Dataset records below:

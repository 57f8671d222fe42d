//! Top-level router configuration.
//!
//! # Route Structure
//!
//! - `GET /health`        - Health check: backend connectivity (public)
//! - `/v1/redirects*`     - Redirect API (writes require `redirects:edit`)
//!
//! # Middleware
//!
//! - **Tracing** - Structured request/response logging
//! - **Rate limiting** - Per-IP token bucket
//! - **Authorization** - Bearer token with permission check (writes only)
//! - **Path normalization** - Trailing slash handling

use crate::api;
use crate::api::handlers::health_handler;
use crate::api::middleware::{rate_limit, tracing};
use crate::state::AppState;
use axum::Router;
use axum::routing::get;
use tower::Layer;
use tower_http::normalize_path::{NormalizePath, NormalizePathLayer};

/// Constructs the application router with all routes and middleware.
pub fn app_router(state: AppState) -> NormalizePath<Router> {
    let v1_router = api::routes::routes(state.clone()).layer(rate_limit::layer());

    let router = Router::new()
        .route("/health", get(health_handler))
        .nest("/v1", v1_router)
        .with_state(state)
        .layer(tracing::layer());

    NormalizePathLayer::trim_trailing_slash().layer(router)
}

End of Dataset records.

→ Exercise aim
Reproduce the line that contains "routes and middleware." and each line after it through the last line of the entries above, exactly; leave out all earlier lines.

→ Output below
/// Constructs the application router with all routes and middleware.
pub fn app_router(state: AppState) -> NormalizePath<Router> {
    let v1_router = api::routes::routes(state.clone()).layer(rate_limit::layer());

    let router = Router::new()
        .route("/health", get(health_handler))
        .nest("/v1", v1_router)
        .with_state(state)
        .layer(tracing::layer());

    NormalizePathLayer::trim_trailing_slash().layer(router)
}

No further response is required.